## PROBLEM
Report back every line from the entries below in which the word "unreadable" occurs.

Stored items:
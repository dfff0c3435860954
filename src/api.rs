use axum::{
    extract::{
        multipart::Multipart,
        rejection::{JsonRejection, QueryRejection},
        DefaultBodyLimit, Path, Query, State,
    },
    http::StatusCode,
    response::Json,
    routing::{get, post},
    Router,
};
use serde::{Deserialize, Serialize};
use tracing::{debug, info};

use crate::{
    api_error,
    models::*,
    study_service::StudyService,
};

use crate::{log_api_start, log_api_success};

/// Upper bound on files accepted in one upload request
pub const MAX_DOCUMENTS_PER_UPLOAD: usize = 10;

#[derive(Clone)]
pub struct AppState {
    pub study_service: StudyService,
    pub max_upload_bytes: usize,
}

#[derive(Serialize)]
pub struct ApiResponse<T> {
    pub success: bool,
    pub data: Option<T>,
    pub error: Option<String>,
}

impl<T> ApiResponse<T> {
    pub fn success(data: T) -> Self {
        Self {
            success: true,
            data: Some(data),
            error: None,
        }
    }

    pub fn error(message: String) -> Self {
        Self {
            success: false,
            data: None,
            error: Some(message),
        }
    }
}

type ApiResult<T> = Result<Json<ApiResponse<T>>, (StatusCode, Json<ApiResponse<()>>)>;

/// Either `{"answer": "..."}` for quiz/essay or `{"knew_it": true}` for flashcards
#[derive(Debug, Deserialize)]
pub struct SubmitAnswerRequest {
    pub answer: Option<String>,
    pub knew_it: Option<bool>,
}

impl SubmitAnswerRequest {
    fn into_submission(self) -> Result<Submission, &'static str> {
        match (self.answer, self.knew_it) {
            (Some(answer), None) => Ok(Submission::Answer(answer)),
            (None, Some(knew_it)) => Ok(Submission::SelfAssessment(knew_it)),
            (Some(_), Some(_)) => Err("provide either 'answer' or 'knew_it', not both"),
            (None, None) => Err("request must contain 'answer' or 'knew_it'"),
        }
    }
}

#[derive(Debug, Deserialize)]
pub struct QuestionQuery {
    pub topic: Option<String>,
    #[serde(rename = "type")]
    pub kind: Option<String>,
    pub username: Option<String>,
    #[serde(default)]
    pub only_missed: bool,
}

#[derive(Debug, Deserialize)]
pub struct HistoryQuery {
    pub limit: Option<i64>,
}

#[derive(Serialize)]
pub struct HealthStatus {
    pub status: &'static str,
    pub version: &'static str,
}

fn parse_question_id(raw: &str) -> Result<i64, String> {
    raw.trim()
        .parse::<i64>()
        .map_err(|_| format!("'{}' is not a valid question id", raw))
}

pub async fn health() -> Json<ApiResponse<HealthStatus>> {
    Json(ApiResponse::success(HealthStatus {
        status: "ok",
        version: env!("CARGO_PKG_VERSION"),
    }))
}

// Document endpoints

struct UploadForm {
    topic: String,
    mix: QuestionMix,
    documents: Vec<UploadedDocument>,
}

async fn read_upload_form(multipart: &mut Multipart) -> Result<UploadForm, String> {
    let mut topic = None;
    let mut mix = QuestionMix::default();
    let mut documents = Vec::new();

    while let Some(field) = multipart
        .next_field()
        .await
        .map_err(|e| format!("invalid multipart body: {}", e))?
    {
        let name = field.name().unwrap_or_default().to_string();
        match name.as_str() {
            "topic" => {
                topic = Some(field.text().await.map_err(|e| format!("unreadable topic: {}", e))?);
            }
            "flashcards" | "quiz" | "essay" => {
                let raw = field
                    .text()
                    .await
                    .map_err(|e| format!("unreadable '{}' field: {}", name, e))?;
                let count: u32 = raw
                    .trim()
                    .parse()
                    .map_err(|_| format!("'{}' must be a non-negative integer", name))?;
                match name.as_str() {
                    "flashcards" => mix.flashcards = count,
                    "quiz" => mix.quiz = count,
                    _ => mix.essay = count,
                }
            }
            "file" | "files" => {
                if documents.len() == MAX_DOCUMENTS_PER_UPLOAD {
                    return Err(format!(
                        "at most {} documents can be uploaded at once",
                        MAX_DOCUMENTS_PER_UPLOAD
                    ));
                }
                let file_name = field.file_name().unwrap_or("upload").to_string();
                let content_type = field.content_type().map(str::to_string);
                let bytes = field
                    .bytes()
                    .await
                    .map_err(|e| format!("could not read '{}': {}", file_name, e))?;
                documents.push(UploadedDocument {
                    file_name,
                    content_type,
                    bytes: bytes.to_vec(),
                });
            }
            other => debug!(field = %other, "Ignoring unknown multipart field"),
        }
    }

    Ok(UploadForm {
        topic: topic.ok_or_else(|| "missing 'topic' field".to_string())?,
        mix,
        documents,
    })
}

pub async fn upload_documents(
    State(state): State<AppState>,
    Path(username): Path<String>,
    mut multipart: Multipart,
) -> ApiResult<IngestReport> {
    log_api_start!("upload_documents", username = username);

    let form = match read_upload_form(&mut multipart).await {
        Ok(form) => form,
        Err(message) => return Err(api_error!(validation, "upload_documents", "document", message)),
    };

    info!(
        username = %username,
        topic = %form.topic,
        documents = form.documents.len(),
        flashcards = form.mix.flashcards,
        quiz = form.mix.quiz,
        essay = form.mix.essay,
        "Ingesting uploaded documents"
    );

    match state
        .study_service
        .ingest_documents(&username, &form.topic, form.documents, form.mix)
        .await
    {
        Ok(report) => {
            log_api_success!(
                "upload_documents",
                count = report.questions.len(),
                format!("questions generated for topic '{}'", report.topic)
            );
            Ok(Json(ApiResponse::success(report)))
        }
        Err(e) => Err(api_error!(study, "upload_documents", "document", username, e)),
    }
}

// Topic endpoints

pub async fn list_topics(State(state): State<AppState>) -> ApiResult<Vec<TopicSummary>> {
    log_api_start!("list_topics");

    match state.study_service.topics().await {
        Ok(topics) => {
            log_api_success!("list_topics", count = topics.len(), "topics listed");
            Ok(Json(ApiResponse::success(topics)))
        }
        Err(e) => Err(api_error!(study, "list_topics", "topic", e)),
    }
}

pub async fn generate_for_topic(
    State(state): State<AppState>,
    Path(topic): Path<String>,
    payload: Result<Json<QuestionMix>, JsonRejection>,
) -> ApiResult<Vec<Question>> {
    log_api_start!("generate_for_topic", topic = topic);

    let Json(mix) = match payload {
        Ok(payload) => payload,
        Err(rejection) => {
            return Err(api_error!(validation, "generate_for_topic", "topic", rejection.body_text()))
        }
    };

    match state.study_service.generate_for_topic(&topic, mix).await {
        Ok(questions) => {
            log_api_success!("generate_for_topic", count = questions.len(), "questions generated");
            Ok(Json(ApiResponse::success(questions)))
        }
        Err(e) => Err(api_error!(study, "generate_for_topic", "topic", topic, e)),
    }
}

// Question endpoints

pub async fn list_questions(
    State(state): State<AppState>,
    query: Result<Query<QuestionQuery>, QueryRejection>,
) -> ApiResult<Vec<Question>> {
    log_api_start!("list_questions");

    let Query(query) = match query {
        Ok(query) => query,
        Err(rejection) => {
            return Err(api_error!(validation, "list_questions", "question", rejection.body_text()))
        }
    };

    let kind = match query.kind.as_deref().map(str::parse::<QuestionType>).transpose() {
        Ok(kind) => kind,
        Err(message) => return Err(api_error!(validation, "list_questions", "question", message)),
    };

    let review_for = match (query.only_missed, query.username) {
        (true, Some(username)) => Some(username),
        (true, None) => {
            return Err(api_error!(
                validation,
                "list_questions",
                "question",
                "only_missed requires a username"
            ))
        }
        (false, _) => None,
    };

    let filter = QuestionFilter {
        topic: query.topic,
        kind,
        review_for,
    };

    match state.study_service.study_questions(&filter).await {
        Ok(questions) => {
            log_api_success!("list_questions", count = questions.len(), "questions listed");
            Ok(Json(ApiResponse::success(questions)))
        }
        Err(e) => Err(api_error!(study, "list_questions", "question", e)),
    }
}

pub async fn get_question(State(state): State<AppState>, Path(id): Path<String>) -> ApiResult<Question> {
    let question_id = match parse_question_id(&id) {
        Ok(question_id) => question_id,
        Err(message) => return Err(api_error!(validation, "get_question", "question", message)),
    };
    log_api_start!("get_question", question_id = question_id);

    match state.study_service.get_question(question_id).await {
        Ok(question) => {
            log_api_success!("get_question", question_id = question_id, "question retrieved");
            Ok(Json(ApiResponse::success(question)))
        }
        Err(e) => Err(api_error!(study, "get_question", "question", question_id, e)),
    }
}

// Answer and progress endpoints

pub async fn submit_answer(
    State(state): State<AppState>,
    Path((username, id)): Path<(String, String)>,
    payload: Result<Json<SubmitAnswerRequest>, JsonRejection>,
) -> ApiResult<GradedAttempt> {
    let question_id = match parse_question_id(&id) {
        Ok(question_id) => question_id,
        Err(message) => return Err(api_error!(validation, "submit_answer", "question", message)),
    };
    log_api_start!("submit_answer", question_id = question_id);

    let submission = match payload {
        Ok(Json(request)) => match request.into_submission() {
            Ok(submission) => submission,
            Err(message) => return Err(api_error!(validation, "submit_answer", "question", message)),
        },
        Err(rejection) => {
            return Err(api_error!(validation, "submit_answer", "question", rejection.body_text()))
        }
    };

    match state
        .study_service
        .submit_answer(&username, question_id, submission)
        .await
    {
        Ok(graded) => {
            log_api_success!(
                "submit_answer",
                question_id = question_id,
                format!("answer graded, correct: {}", graded.attempt.is_correct)
            );
            Ok(Json(ApiResponse::success(graded)))
        }
        Err(e) => Err(api_error!(study, "submit_answer", "question", question_id, e)),
    }
}

pub async fn get_progress(State(state): State<AppState>, Path(username): Path<String>) -> ApiResult<ProgressReport> {
    log_api_start!("get_progress", username = username);

    match state.study_service.progress(&username).await {
        Ok(report) => {
            log_api_success!("get_progress", username = username, "progress computed");
            Ok(Json(ApiResponse::success(report)))
        }
        Err(e) => Err(api_error!(study, "get_progress", "user", username, e)),
    }
}

pub async fn get_review(State(state): State<AppState>, Path(username): Path<String>) -> ApiResult<Vec<Question>> {
    log_api_start!("get_review", username = username);

    match state.study_service.review_questions(&username).await {
        Ok(questions) => {
            log_api_success!("get_review", count = questions.len(), "review list built");
            Ok(Json(ApiResponse::success(questions)))
        }
        Err(e) => Err(api_error!(study, "get_review", "user", username, e)),
    }
}

pub async fn get_history(
    State(state): State<AppState>,
    Path(username): Path<String>,
    query: Result<Query<HistoryQuery>, QueryRejection>,
) -> ApiResult<Vec<AttemptRecord>> {
    log_api_start!("get_history", username = username);

    let Query(query) = match query {
        Ok(query) => query,
        Err(rejection) => return Err(api_error!(validation, "get_history", "user", rejection.body_text())),
    };

    match state.study_service.history(&username, query.limit).await {
        Ok(records) => {
            log_api_success!("get_history", count = records.len(), "history listed");
            Ok(Json(ApiResponse::success(records)))
        }
        Err(e) => Err(api_error!(study, "get_history", "user", username, e)),
    }
}

pub fn create_router(state: AppState) -> Router {
    let body_limit = state
        .max_upload_bytes
        .saturating_mul(MAX_DOCUMENTS_PER_UPLOAD);

    Router::new()
        .route("/api/health", get(health))
        // Topic routes
        .route("/api/topics", get(list_topics))
        .route("/api/topics/:topic/generate", post(generate_for_topic))
        // Question routes
        .route("/api/questions", get(list_questions))
        .route("/api/questions/:id", get(get_question))
        // User routes
        .route("/api/users/:username/documents", post(upload_documents))
        .route("/api/users/:username/questions/:id/answer", post(submit_answer))
        .route("/api/users/:username/progress", get(get_progress))
        .route("/api/users/:username/review", get(get_review))
        .route("/api/users/:username/history", get(get_history))
        .layer(DefaultBodyLimit::max(body_limit))
        .with_state(state)
}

## ANSWER SPACE
                topic = Some(field.text().await.map_err(|e| format!("unreadable topic: {}", e))?);
                    .map_err(|e| format!("unreadable '{}' field: {}", name, e))?;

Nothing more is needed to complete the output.